## TASK DETAILS:
When the string "lowered" occurs in a line of the records, show that line.

**** DATA RECORDS ****

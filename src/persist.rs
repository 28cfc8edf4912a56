//! Deduplication and persistence of validated candidates.
//!
//! Data-quality problems are always skip outcomes, never errors; only
//! genuine store failures propagate and abort the run.

use std::sync::Arc;

use url::Url;

use crate::error::AppError;
use crate::models::candidate::Candidate;
use crate::models::job::{NewJob, PersistedJob};
use crate::models::run::SkipReason;
use crate::store::{InsertOutcome, JobStore};

/// Hosts that identify a job board or ATS rather than an employer.
/// Links on these hosts never yield a company name, and company URLs
/// pointing at them are dropped.
const JOB_BOARD_HOSTS: &[&str] = &[
    "linkedin.com",
    "indeed.com",
    "glassdoor.com",
    "monster.com",
    "ziprecruiter.com",
    "remoteok.com",
    "remotive.com",
    "weworkremotely.com",
    "wellfound.com",
    "angel.co",
    "greenhouse.io",
    "lever.co",
    "workable.com",
    "ashbyhq.com",
    "bamboohr.com",
    "smartrecruiters.com",
    "myworkdayjobs.com",
    "icims.com",
    "jobvite.com",
];

/// Host labels that are registry suffixes rather than names, stepped
/// over when inferring a company from a hostname.
const GENERIC_HOST_LABELS: &[&str] = &["www", "co", "com", "org", "net", "ac", "gov", "edu", "jobs", "careers"];

/// Company names that carry no identity once lowercased and stripped of
/// non-alphanumerics.
const GENERIC_COMPANY_TOKENS: &[&str] = &[
    "company",
    "unknown",
    "na",
    "confidential",
    "various",
    "multiple",
    "hiring",
    "careers",
    "jobs",
    "recruiting",
    "staffing",
];

#[derive(Debug)]
pub enum PersistOutcome {
    Saved(PersistedJob),
    Skipped(SkipReason),
}

pub struct Persister {
    store: Arc<dyn JobStore>,
}

impl Persister {
    pub fn new(store: Arc<dyn JobStore>) -> Self {
        Self { store }
    }

    /// At-most-once persistence per canonical link. Concurrent calls for
    /// the same link cannot both succeed: the store's unique constraint
    /// serializes the race and the loser is reported as a duplicate.
    pub async fn try_persist(&self, candidate: &Candidate) -> Result<PersistOutcome, AppError> {
        let Some(link) = normalize_link(&candidate.link) else {
            tracing::warn!(
                "Candidate '{}' from {} has no usable canonical link, discarding",
                candidate.title,
                candidate.source
            );
            return Ok(PersistOutcome::Skipped(SkipReason::Exception));
        };

        let title = candidate.title.trim();
        if title.is_empty() {
            return Ok(PersistOutcome::Skipped(SkipReason::MissingCompanyOrTitle));
        }

        let company = match resolve_company(candidate, &link) {
            CompanyResolution::Named(name) => name,
            CompanyResolution::Missing => {
                return Ok(PersistOutcome::Skipped(SkipReason::MissingCompanyOrTitle));
            }
            CompanyResolution::Unreliable => {
                return Ok(PersistOutcome::Skipped(SkipReason::UnreliableCompanyName));
            }
        };

        let company_url = candidate
            .company_url
            .as_deref()
            .and_then(|u| sanitize_company_url(u, &company));

        if self.store.exists(&link).await? {
            return Ok(PersistOutcome::Skipped(SkipReason::Duplicate));
        }

        let job = NewJob {
            title: title.to_string(),
            company,
            company_url,
            canonical_link: link,
            location: candidate.location.clone(),
            description: candidate.description.clone(),
            job_type: candidate.job_type.map(|t| t.as_str().to_string()),
            salary: candidate.salary.clone(),
            source: candidate.source.clone(),
            posted_at: candidate.posted_at,
        };

        match self.store.insert(job).await? {
            InsertOutcome::Inserted(persisted) => Ok(PersistOutcome::Saved(persisted)),
            InsertOutcome::DuplicateLink => Ok(PersistOutcome::Skipped(SkipReason::Duplicate)),
        }
    }
}

enum CompanyResolution {
    Named(String),
    Missing,
    Unreliable,
}

fn resolve_company(candidate: &Candidate, link: &str) -> CompanyResolution {
    let given = candidate.company.trim();
    let name = if given.is_empty() {
        match Url::parse(link).ok().and_then(|u| infer_company(&u)) {
            Some(inferred) => inferred,
            None => return CompanyResolution::Missing,
        }
    } else {
        given.to_string()
    };

    if reliable_company_name(&name) {
        CompanyResolution::Named(name)
    } else {
        CompanyResolution::Unreliable
    }
}

/// Normalize a canonical link for use as the dedup key. Scheme and host
/// casing only; path and query are significant and left untouched.
pub fn normalize_link(raw: &str) -> Option<String> {
    let url = Url::parse(raw.trim()).ok()?;
    if url.scheme() != "http" && url.scheme() != "https" {
        return None;
    }
    url.host_str()?;
    Some(url.to_string())
}

/// Derive a company name from a link's hostname: strip generic labels
/// from the left and title-case the first real one. Job-board hosts
/// never name an employer.
pub fn infer_company(url: &Url) -> Option<String> {
    let host = url.host_str()?.to_lowercase();
    if is_job_board(&host) {
        return None;
    }
    let label = host
        .split('.')
        .find(|label| !label.is_empty() && !GENERIC_HOST_LABELS.contains(label))?;
    let mut chars = label.chars();
    let first = chars.next()?;
    Some(first.to_uppercase().collect::<String>() + chars.as_str())
}

fn is_job_board(host: &str) -> bool {
    JOB_BOARD_HOSTS
        .iter()
        .any(|board| host == *board || host.ends_with(&format!(".{board}")))
}

/// Reduce a name to lowercase alphanumerics and check it still carries
/// identity.
pub fn reliable_company_name(name: &str) -> bool {
    let reduced: String = name
        .chars()
        .filter(|c| c.is_ascii_alphanumeric())
        .collect::<String>()
        .to_lowercase();
    reduced.len() >= 2 && !GENERIC_COMPANY_TOKENS.contains(&reduced.as_str())
}

/// Accept a company URL only when it plausibly belongs to the employer:
/// http(s), not a job board, and the host mentions a company-name token
/// or the company's initials. Anything else is dropped rather than
/// stored.
pub fn sanitize_company_url(raw: &str, company: &str) -> Option<String> {
    let url = Url::parse(raw.trim()).ok()?;
    if url.scheme() != "http" && url.scheme() != "https" {
        return None;
    }
    let host = url.host_str()?.to_lowercase();
    if is_job_board(&host) {
        return None;
    }

    let tokens: Vec<String> = company
        .split_whitespace()
        .map(|t| {
            t.chars()
                .filter(|c| c.is_ascii_alphanumeric())
                .collect::<String>()
                .to_lowercase()
        })
        .filter(|t| t.len() >= 2)
        .collect();
    if tokens.is_empty() {
        return None;
    }

    let initials: String = tokens.iter().filter_map(|t| t.chars().next()).collect();
    let token_match = tokens.iter().any(|t| host.contains(t.as_str()));
    let initials_match = initials.len() >= 2 && host.contains(initials.as_str());
    if token_match || initials_match {
        Some(url.to_string())
    } else {
        None
    }
}
//! We Work Remotely search pages (static HTML).

use percent_encoding::{NON_ALPHANUMERIC, utf8_percent_encode};
use scraper::{Html, Selector};
use url::Url;

use crate::models::candidate::Candidate;
use crate::models::search::JobType;
use crate::sources::Source;

const BASE_URL: &str = "https://weworkremotely.com";

pub struct WeWorkRemotely;

impl Source for WeWorkRemotely {
    fn id(&self) -> &'static str {
        "weworkremotely"
    }

    fn search_urls(&self, keyword: &str) -> Vec<String> {
        vec![format!(
            "{BASE_URL}/remote-jobs/search?term={}",
            utf8_percent_encode(keyword, NON_ALPHANUMERIC)
        )]
    }

    fn extract(&self, content: &str) -> Vec<Candidate> {
        let document = Html::parse_document(content);
        let Ok(listing) = Selector::parse("section.jobs li a[href*='/remote-jobs/']") else {
            return Vec::new();
        };
        let title_sel = Selector::parse("span.title").ok();
        let company_sel = Selector::parse("span.company").ok();
        let region_sel = Selector::parse("span.region").ok();

        let base = match Url::parse(BASE_URL) {
            Ok(u) => u,
            Err(_) => return Vec::new(),
        };

        let mut candidates = Vec::new();
        for anchor in document.select(&listing) {
            let Some(href) = anchor.value().attr("href") else {
                continue;
            };
            let Ok(link) = base.join(href) else {
                continue;
            };

            let text_of = |selector: &Option<Selector>| {
                selector.as_ref().and_then(|sel| {
                    anchor
                        .select(sel)
                        .next()
                        .map(|el| el.text().collect::<String>().trim().to_string())
                })
            };

            let Some(title) = text_of(&title_sel).filter(|t| !t.is_empty()) else {
                continue;
            };

            candidates.push(Candidate {
                title,
                company: text_of(&company_sel).unwrap_or_default(),
                company_url: None,
                link: link.to_string(),
                posted_at: None,
                location: text_of(&region_sel).filter(|r| !r.is_empty()),
                description: None,
                job_type: Some(JobType::Remote),
                salary: None,
                source: "weworkremotely".to_string(),
            });
        }
        candidates
    }
}
use chrono::{DateTime, Utc};

use crate::models::search::JobType;

/// A single scraped posting as produced by a source extractor, before
/// validation and deduplication. Ephemeral: either promoted to a
/// persisted job or discarded with a recorded skip reason.
#[derive(Debug, Clone)]
pub struct Candidate {
    pub title: String,
    /// May be empty; the persister attempts to infer it from the link.
    pub company: String,
    pub company_url: Option<String>,
    /// Canonical link, the deduplication key. Candidates without one
    /// are discarded.
    pub link: String,
    pub posted_at: Option<DateTime<Utc>>,
    pub location: Option<String>,
    pub description: Option<String>,
    pub job_type: Option<JobType>,
    pub salary: Option<String>,
    /// Id of the source that produced this candidate.
    pub source: String,
}
//! Pure filter rules applied to candidates before persistence.
//!
//! All four rules are conjunctive; evaluation stops at the first
//! failure. No I/O, no retries.

use chrono::Utc;

use crate::models::candidate::Candidate;
use crate::models::search::{Market, SearchSpec};

/// Full conjunction of the keyword, job-type, location and time-window
/// rules.
pub fn matches(spec: &SearchSpec, candidate: &Candidate) -> bool {
    matches_keywords(&spec.keywords, &candidate.title)
        && spec.job_type.accepts(candidate.job_type)
        && spec.location.accepts(
            candidate
                .location
                .as_deref()
                .and_then(infer_market),
        )
        && matches_time_window(spec, candidate)
}

/// An empty keyword list matches everything; otherwise the title must
/// contain at least one keyword as a case-insensitive substring.
pub fn matches_keywords(keywords: &[String], title: &str) -> bool {
    let active: Vec<&str> = keywords
        .iter()
        .map(|k| k.trim())
        .filter(|k| !k.is_empty())
        .collect();
    if active.is_empty() {
        return true;
    }
    let title = title.to_lowercase();
    active.iter().any(|k| title.contains(&k.to_lowercase()))
}

/// A candidate with no posted date passes any window: absence of data is
/// not grounds for rejection. Otherwise the age in days must not exceed
/// the window's bound.
pub fn matches_time_window(spec: &SearchSpec, candidate: &Candidate) -> bool {
    let Some(max_days) = spec.time_window.max_age_days() else {
        return true;
    };
    let Some(posted_at) = candidate.posted_at else {
        return true;
    };
    let age_days = (Utc::now() - posted_at).num_days();
    age_days <= max_days
}

/// Infer the market a location string refers to. Token-based so that
/// "UK" never matches inside "Ukraine".
pub fn infer_market(location: &str) -> Option<Market> {
    let lowered = location.to_lowercase();

    const USA_PHRASES: &[&str] = &["united states", "north america"];
    const UK_PHRASES: &[&str] = &["united kingdom", "great britain"];
    const USA_TOKENS: &[&str] = &[
        "us", "usa", "america", "california", "texas", "washington", "colorado",
    ];
    const UK_TOKENS: &[&str] = &[
        "uk", "england", "scotland", "wales", "london", "manchester", "edinburgh",
    ];

    if USA_PHRASES.iter().any(|p| lowered.contains(p)) {
        return Some(Market::Usa);
    }
    if UK_PHRASES.iter().any(|p| lowered.contains(p)) {
        return Some(Market::Uk);
    }

    let tokens: Vec<&str> = lowered
        .split(|c: char| !c.is_ascii_alphanumeric())
        .filter(|t| !t.is_empty())
        .collect();
    if tokens.iter().any(|t| USA_TOKENS.contains(t)) {
        return Some(Market::Usa);
    }
    if tokens.iter().any(|t| UK_TOKENS.contains(t)) {
        return Some(Market::Uk);
    }
    None
}
use derive_more::Display;
use std::error::Error;

/// Why a schema could not be compiled.
///
/// Compilation either succeeds as a whole or registers nothing.
#[derive(Display, PartialEq, Eq, Clone, Debug)]
pub enum CompileError {
    #[display(fmt = "Reference to unregistered id {:?}", _0)]
    UnknownReference(String),

    #[display(fmt = "{} has no fixed size", context)]
    NotFixedSize { context: String },

    #[display(fmt = "{} is a string without maxLength", context)]
    UnboundedString { context: String },

    #[display(fmt = "{} is a fixed array without maxItems", context)]
    UnboundedArray { context: String },

    #[display(fmt = "Unresolvable cycle among {:?}", _0)]
    Cycle(Vec<String>),

    #[display(fmt = "Tag field of {:?} must be a one-byte integer at byte 0", _0)]
    MisplacedTag(String),

    #[display(fmt = "{} has neither a type nor a reference", context)]
    MissingKind { context: String },

    #[display(fmt = "{} has a btype that does not fit its type", context)]
    UnsupportedKind { context: String },
}

impl Error for CompileError {}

****

## ANSWER BOX:
    let lowered = location.to_lowercase();
    if USA_PHRASES.iter().any(|p| lowered.contains(p)) {
    if UK_PHRASES.iter().any(|p| lowered.contains(p)) {
    let tokens: Vec<&str> = lowered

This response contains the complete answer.